I don’t think this is true. The problem here is not how do you store the data underneath. It doesn’t really matter if you use JSON or some binary format, document database or local files. The main problem here is that you don’t control when you save/load data. Normally, when using databases we make changes using transactions which provide isolation, atomicity and data consistency. But the code has to cooperate with the process, it has to know when to start and commit the transaction, all data loading/saving has to be explicit. To fix the problem you will need to rework the whole code that touches the data in the DB.

1 Like

This is really a good reason for doing dependency inversion for your persistence. Even if you’re not going total Clean Architecture, a simple Repository pattern interface would protect from switching to another storage solution.

This is the part that makes red flags go up for me. I would argue for creating a quick and straightforward custom storage solution and skipping databases is fine… only if you protect your code from knowing about it. I take this quote to mean you allow your code to know that it’s loading/saving JSON.

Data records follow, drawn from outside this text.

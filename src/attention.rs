use std::borrow::Borrow;
use tch::{nn, Kind, Tensor};

/// Multi-head scaled dot-product attention.
///
/// Query, key, and value are projected to `d_model`, split into
/// `num_heads` heads of `d_model / num_heads` dimensions, attended
/// independently, then merged through a final output projection.
#[derive(Debug)]
pub struct MultiHeadAttention {
    q_proj: nn::Linear,
    k_proj: nn::Linear,
    v_proj: nn::Linear,
    out_proj: nn::Linear,
    num_heads: i64,
    head_dim: i64,
    scale: f64,
    dropout: f64,
}

impl MultiHeadAttention {
    /// Creates a new MultiHeadAttention layer.
    ///
    /// Args:
    ///   vs: The `nn::Path` owning the projection weights.
    ///   d_model: Input/output dimensionality. Must be divisible by
    ///     `num_heads`.
    ///   num_heads: The number of attention heads.
    ///   dropout: Dropout probability applied to the attention weights.
    pub fn new<'a, P: Borrow<nn::Path<'a>>>(
        vs: P,
        d_model: i64,
        num_heads: i64,
        dropout: f64,
    ) -> Self {
        let vs = vs.borrow();
        if d_model % num_heads != 0 {
            panic!("d_model must be divisible by num_heads");
        }
        let head_dim = d_model / num_heads;

        let q_proj = nn::linear(vs / "q_proj", d_model, d_model, Default::default());
        let k_proj = nn::linear(vs / "k_proj", d_model, d_model, Default::default());
        let v_proj = nn::linear(vs / "v_proj", d_model, d_model, Default::default());
        let out_proj = nn::linear(vs / "out_proj", d_model, d_model, Default::default());

        Self {
            q_proj,
            k_proj,
            v_proj,
            out_proj,
            num_heads,
            head_dim,
            // Scores are divided by sqrt(head_dim) so the softmax does not
            // saturate as the head dimension grows.
            scale: (head_dim as f64).sqrt(),
            dropout,
        }
    }

    /// Performs the attention forward pass.
    ///
    /// Args:
    ///   query: `[batch, q_len, d_model]`.
    ///   key, value: `[batch, k_len, d_model]`. For self-attention these are
    ///     the same tensor as `query`; for cross-attention they come from the
    ///     encoder memory and `k_len` may differ from `q_len`.
    ///   mask: Optional boolean mask, true where attending is allowed. A
    ///     3-dimensional `[batch, q_len, k_len]` mask is broadcast over the
    ///     head axis; a 4-dimensional mask is used as-is.
    ///
    /// Returns:
    ///   `[batch, q_len, d_model]`.
    pub fn forward(
        &self,
        query: &Tensor,
        key: &Tensor,
        value: &Tensor,
        mask: Option<&Tensor>,
        train: bool,
    ) -> Tensor {
        let (batch, q_len, d_model) = query.size3().expect("query must have 3 dimensions");
        let k_len = key.size()[1];

        // Project and split into heads:
        // [batch, len, d_model] -> [batch, num_heads, len, head_dim].
        let q = query
            .apply(&self.q_proj)
            .view([batch, q_len, self.num_heads, self.head_dim])
            .transpose(1, 2);
        let k = key
            .apply(&self.k_proj)
            .view([batch, k_len, self.num_heads, self.head_dim])
            .transpose(1, 2);
        let v = value
            .apply(&self.v_proj)
            .view([batch, k_len, self.num_heads, self.head_dim])
            .transpose(1, 2);

        // Scaled dot-product scores: [batch, num_heads, q_len, k_len].
        let mut scores = q.matmul(&k.transpose(-2, -1)) / self.scale;

        if let Some(mask) = mask {
            let mask = if mask.dim() == 3 {
                mask.unsqueeze(1)
            } else {
                mask.shallow_clone()
            };
            // Forbidden positions get a large negative score so their
            // softmax weight vanishes.
            scores = scores.masked_fill(&mask.logical_not(), -1e9);
        }

        let attn = scores
            .softmax(-1, Kind::Float)
            .dropout(self.dropout, train);

        // Merge heads back: [batch, q_len, d_model].
        let out = attn
            .matmul(&v)
            .transpose(1, 2)
            .contiguous()
            .view([batch, q_len, d_model]);

        out.apply(&self.out_proj)
    }
}

#[cfg(test)]
mod tests {
    use super::*;
    use crate::mask::subsequent_mask;
    use tch::{nn::VarStore, Device};

    #[test]
    fn self_attention_preserves_shape() {
        let vs = VarStore::new(Device::Cpu);
        let attn = MultiHeadAttention::new(&vs.root(), 16, 4, 0.1);
        let xs = Tensor::rand(&[2, 5, 16], (Kind::Float, Device::Cpu));
        let out = attn.forward(&xs, &xs, &xs, None, false);
        assert_eq!(out.size(), &[2, 5, 16]);
    }

    #[test]
    fn cross_attention_handles_different_key_length() {
        let vs = VarStore::new(Device::Cpu);
        let attn = MultiHeadAttention::new(&vs.root(), 16, 4, 0.1);
        let query = Tensor::rand(&[2, 3, 16], (Kind::Float, Device::Cpu));
        let memory = Tensor::rand(&[2, 7, 16], (Kind::Float, Device::Cpu));
        let out = attn.forward(&query, &memory, &memory, None, false);
        assert_eq!(out.size(), &[2, 3, 16]);
    }

    #[test]
    fn causal_mask_blocks_future_positions() {
        let vs = VarStore::new(Device::Cpu);
        let attn = MultiHeadAttention::new(&vs.root(), 8, 2, 0.0);
        let xs = Tensor::rand(&[1, 4, 8], (Kind::Float, Device::Cpu));
        let mask = subsequent_mask(4, Device::Cpu);

        // The first position can only attend to itself, so changing later
        // positions must not change its output.
        let out_a = attn.forward(&xs, &xs, &xs, Some(&mask), false);
        let perturbed = xs.copy();
        perturbed
            .narrow(1, 2, 2)
            .copy_(&Tensor::rand(&[1, 2, 8], (Kind::Float, Device::Cpu)));
        let out_b = attn.forward(&perturbed, &perturbed, &perturbed, Some(&mask), false);

        let first_a = out_a.select(1, 0);
        let first_b = out_b.select(1, 0);
        assert!((first_a - first_b).abs().max().double_value(&[]) < 1e-5);
    }

    #[test]
    fn eval_mode_is_deterministic() {
        let vs = VarStore::new(Device::Cpu);
        let attn = MultiHeadAttention::new(&vs.root(), 16, 4, 0.5);
        let xs = Tensor::rand(&[2, 5, 16], (Kind::Float, Device::Cpu));
        let a = attn.forward(&xs, &xs, &xs, None, false);
        let b = attn.forward(&xs, &xs, &xs, None, false);
        assert!((a - b).abs().max().double_value(&[]) < 1e-6);
    }

    #[test]
    #[should_panic(expected = "divisible")]
    fn rejects_indivisible_head_count() {
        let vs = VarStore::new(Device::Cpu);
        let _ = MultiHeadAttention::new(&vs.root(), 10, 3, 0.1);
    }
}
use std::borrow::Borrow;
use tch::{nn, Kind, Tensor};

use crate::attention::MultiHeadAttention;
use crate::embedding::{Embeddings, PositionalEncoding};
use crate::layers::{LayerNorm, PositionwiseFeedForward, SublayerConnection};

/// Inference seam between a composed encoder-decoder model and the
/// autoregressive decoding loop.
///
/// All three methods run in eval mode: dropout is disabled and no gradients
/// are expected.
pub trait EncoderDecoder {
    /// Encodes the source tokens into a memory tensor.
    fn encode(&self, src: &Tensor, src_mask: &Tensor) -> Tensor;

    /// Decodes target tokens against the encoded memory, returning hidden
    /// states of shape `[batch, tgt_len, d_model]`.
    fn decode(&self, memory: &Tensor, src_mask: &Tensor, tgt: &Tensor, tgt_mask: &Tensor)
        -> Tensor;

    /// Projects hidden states to log-probabilities over the vocabulary.
    fn generate(&self, hidden: &Tensor) -> Tensor;
}

/// Final projection from hidden states to vocabulary log-probabilities.
#[derive(Debug)]
pub struct Generator {
    proj: nn::Linear,
}

impl Generator {
    pub fn new<'a, P: Borrow<nn::Path<'a>>>(vs: P, d_model: i64, vocab_size: i64) -> Self {
        let proj = nn::linear(vs.borrow() / "proj", d_model, vocab_size, Default::default());
        Self { proj }
    }

    pub fn forward(&self, xs: &Tensor) -> Tensor {
        xs.apply(&self.proj).log_softmax(-1, Kind::Float)
    }
}

/// Single encoder layer: self-attention then feed-forward, each wrapped in a
/// residual [`SublayerConnection`].
#[derive(Debug)]
pub struct EncoderLayer {
    self_attn: MultiHeadAttention,
    feed_forward: PositionwiseFeedForward,
    sublayers: [SublayerConnection; 2],
}

impl EncoderLayer {
    pub fn new<'a, P: Borrow<nn::Path<'a>>>(
        vs: P,
        d_model: i64,
        num_heads: i64,
        d_ff: i64,
        dropout: f64,
    ) -> Self {
        let vs = vs.borrow();
        Self {
            self_attn: MultiHeadAttention::new(vs / "self_attn", d_model, num_heads, dropout),
            feed_forward: PositionwiseFeedForward::new(vs / "ff", d_model, d_ff, dropout),
            sublayers: [
                SublayerConnection::new(vs / "sublayer0", d_model, dropout),
                SublayerConnection::new(vs / "sublayer1", d_model, dropout),
            ],
        }
    }

    pub fn forward(&self, xs: &Tensor, mask: &Tensor, train: bool) -> Tensor {
        let xs = self.sublayers[0].forward(
            xs,
            |x| self.self_attn.forward(x, x, x, Some(mask), train),
            train,
        );
        self.sublayers[1].forward(&xs, |x| self.feed_forward.forward(x, train), train)
    }
}

/// Single decoder layer: masked self-attention, cross-attention over the
/// encoder memory, then feed-forward, with a residual wrapper around each.
#[derive(Debug)]
pub struct DecoderLayer {
    self_attn: MultiHeadAttention,
    src_attn: MultiHeadAttention,
    feed_forward: PositionwiseFeedForward,
    sublayers: [SublayerConnection; 3],
}

impl DecoderLayer {
    pub fn new<'a, P: Borrow<nn::Path<'a>>>(
        vs: P,
        d_model: i64,
        num_heads: i64,
        d_ff: i64,
        dropout: f64,
    ) -> Self {
        let vs = vs.borrow();
        Self {
            self_attn: MultiHeadAttention::new(vs / "self_attn", d_model, num_heads, dropout),
            src_attn: MultiHeadAttention::new(vs / "src_attn", d_model, num_heads, dropout),
            feed_forward: PositionwiseFeedForward::new(vs / "ff", d_model, d_ff, dropout),
            sublayers: [
                SublayerConnection::new(vs / "sublayer0", d_model, dropout),
                SublayerConnection::new(vs / "sublayer1", d_model, dropout),
                SublayerConnection::new(vs / "sublayer2", d_model, dropout),
            ],
        }
    }

    pub fn forward(
        &self,
        xs: &Tensor,
        memory: &Tensor,
        src_mask: &Tensor,
        tgt_mask: &Tensor,
        train: bool,
    ) -> Tensor {
        let xs = self.sublayers[0].forward(
            xs,
            |x| self.self_attn.forward(x, x, x, Some(tgt_mask), train),
            train,
        );
        let xs = self.sublayers[1].forward(
            &xs,
            |x| self.src_attn.forward(x, memory, memory, Some(src_mask), train),
            train,
        );
        self.sublayers[2].forward(&xs, |x| self.feed_forward.forward(x, train), train)
    }
}

/// Stack of identical encoder layers followed by a final layer norm.
#[derive(Debug)]
pub struct Encoder {
    layers: Vec<EncoderLayer>,
    norm: LayerNorm,
}

impl Encoder {
    pub fn new<'a, P: Borrow<nn::Path<'a>>>(
        vs: P,
        num_layers: i64,
        d_model: i64,
        num_heads: i64,
        d_ff: i64,
        dropout: f64,
    ) -> Self {
        let vs = vs.borrow();
        // Each layer gets its own parameter namespace, so the stack is N
        // structurally identical but independently trained layers.
        let layers = (0..num_layers)
            .map(|i| {
                EncoderLayer::new(vs / format!("layer{}", i), d_model, num_heads, d_ff, dropout)
            })
            .collect();
        Self {
            layers,
            norm: LayerNorm::new(vs / "norm", d_model),
        }
    }

    pub fn forward(&self, xs: &Tensor, mask: &Tensor, train: bool) -> Tensor {
        let mut xs = xs.shallow_clone();
        for layer in &self.layers {
            xs = layer.forward(&xs, mask, train);
        }
        self.norm.forward(&xs)
    }
}

/// Stack of identical decoder layers followed by a final layer norm.
#[derive(Debug)]
pub struct Decoder {
    layers: Vec<DecoderLayer>,
    norm: LayerNorm,
}

impl Decoder {
    pub fn new<'a, P: Borrow<nn::Path<'a>>>(
        vs: P,
        num_layers: i64,
        d_model: i64,
        num_heads: i64,
        d_ff: i64,
        dropout: f64,
    ) -> Self {
        let vs = vs.borrow();
        let layers = (0..num_layers)
            .map(|i| {
                DecoderLayer::new(vs / format!("layer{}", i), d_model, num_heads, d_ff, dropout)
            })
            .collect();
        Self {
            layers,
            norm: LayerNorm::new(vs / "norm", d_model),
        }
    }

    pub fn forward(
        &self,
        xs: &Tensor,
        memory: &Tensor,
        src_mask: &Tensor,
        tgt_mask: &Tensor,
        train: bool,
    ) -> Tensor {
        let mut xs = xs.shallow_clone();
        for layer in &self.layers {
            xs = layer.forward(&xs, memory, src_mask, tgt_mask, train);
        }
        self.norm.forward(&xs)
    }
}

/// Full encoder-decoder Transformer assembled from the building blocks.
#[derive(Debug)]
pub struct Transformer {
    src_embed: Embeddings,
    tgt_embed: Embeddings,
    pos_enc: PositionalEncoding,
    encoder: Encoder,
    decoder: Decoder,
    generator: Generator,
}

impl Transformer {
    /// Creates a new sequence-to-sequence Transformer.
    ///
    /// Args:
    ///   vs: The `nn::Path` for parameter ownership.
    ///   src_vocab / tgt_vocab: Source and target vocabulary sizes.
    ///   d_model: Embedding and hidden dimensionality.
    ///   num_layers: Number of encoder and decoder layers.
    ///   num_heads: Attention heads per layer.
    ///   d_ff: Inner feed-forward dimensionality.
    ///   max_len: Longest sequence the positional encoding covers.
    ///   dropout: Dropout probability used throughout.
    #[allow(clippy::too_many_arguments)]
    pub fn new<'a, P: Borrow<nn::Path<'a>>>(
        vs: P,
        src_vocab: i64,
        tgt_vocab: i64,
        d_model: i64,
        num_layers: i64,
        num_heads: i64,
        d_ff: i64,
        max_len: i64,
        dropout: f64,
    ) -> Self {
        let vs = vs.borrow();
        Self {
            src_embed: Embeddings::new(vs / "src_embed", src_vocab, d_model),
            tgt_embed: Embeddings::new(vs / "tgt_embed", tgt_vocab, d_model),
            // The sinusoidal table is a fixed buffer, shared by both sides.
            pos_enc: PositionalEncoding::new(d_model, dropout, max_len, vs.device()),
            encoder: Encoder::new(vs / "encoder", num_layers, d_model, num_heads, d_ff, dropout),
            decoder: Decoder::new(vs / "decoder", num_layers, d_model, num_heads, d_ff, dropout),
            generator: Generator::new(vs / "generator", d_model, tgt_vocab),
        }
    }

    /// Encodes source token ids `[batch, src_len]` into memory
    /// `[batch, src_len, d_model]`.
    pub fn encode_t(&self, src: &Tensor, src_mask: &Tensor, train: bool) -> Tensor {
        let xs = self.pos_enc.forward(&self.src_embed.forward(src), train);
        self.encoder.forward(&xs, src_mask, train)
    }

    /// Decodes target token ids against an encoded memory, returning hidden
    /// states `[batch, tgt_len, d_model]`.
    pub fn decode_t(
        &self,
        memory: &Tensor,
        src_mask: &Tensor,
        tgt: &Tensor,
        tgt_mask: &Tensor,
        train: bool,
    ) -> Tensor {
        let xs = self.pos_enc.forward(&self.tgt_embed.forward(tgt), train);
        self.decoder.forward(&xs, memory, src_mask, tgt_mask, train)
    }

    /// Full forward pass: encode the source, decode the target against it.
    ///
    /// Returns decoder hidden states; apply [`Transformer::generator`] to
    /// obtain vocabulary log-probabilities.
    pub fn forward(
        &self,
        src: &Tensor,
        tgt: &Tensor,
        src_mask: &Tensor,
        tgt_mask: &Tensor,
        train: bool,
    ) -> Tensor {
        let memory = self.encode_t(src, src_mask, train);
        self.decode_t(&memory, src_mask, tgt, tgt_mask, train)
    }

    pub fn generator(&self) -> &Generator {
        &self.generator
    }
}

impl EncoderDecoder for Transformer {
    fn encode(&self, src: &Tensor, src_mask: &Tensor) -> Tensor {
        self.encode_t(src, src_mask, false)
    }

    fn decode(
        &self,
        memory: &Tensor,
        src_mask: &Tensor,
        tgt: &Tensor,
        tgt_mask: &Tensor,
    ) -> Tensor {
        self.decode_t(memory, src_mask, tgt, tgt_mask, false)
    }

    fn generate(&self, hidden: &Tensor) -> Tensor {
        self.generator.forward(hidden)
    }
}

Another example of a simple and quick storage solution, Java supports reading and reading/writing files for Properties classes, which is essentially just a Map<String, Serializable>. I see no problem using this as your backing persistence in the beginning because it’s hidden behind the interface and is interacted with only via model classes.

I’d be concerned to see any mention of the underlying persistence choice infecting much of the code (which could also happen when using ORM libraries). I’m not as concerned about making use of DB features or saving on an interval.

It should be pretty easy with my usecase:

get("/") {
  val userSession = getUserSessionFromDb(call)
  userSession.doWhateverYouWantAndItWillAllGetStoredAutomatically()
  saveUserSessionToDb(userSession)
}

For SAAS apps it should also be pretty easy: Users can simply wait in turn, if two requests come in at the same time, the second can wait until the first finishes.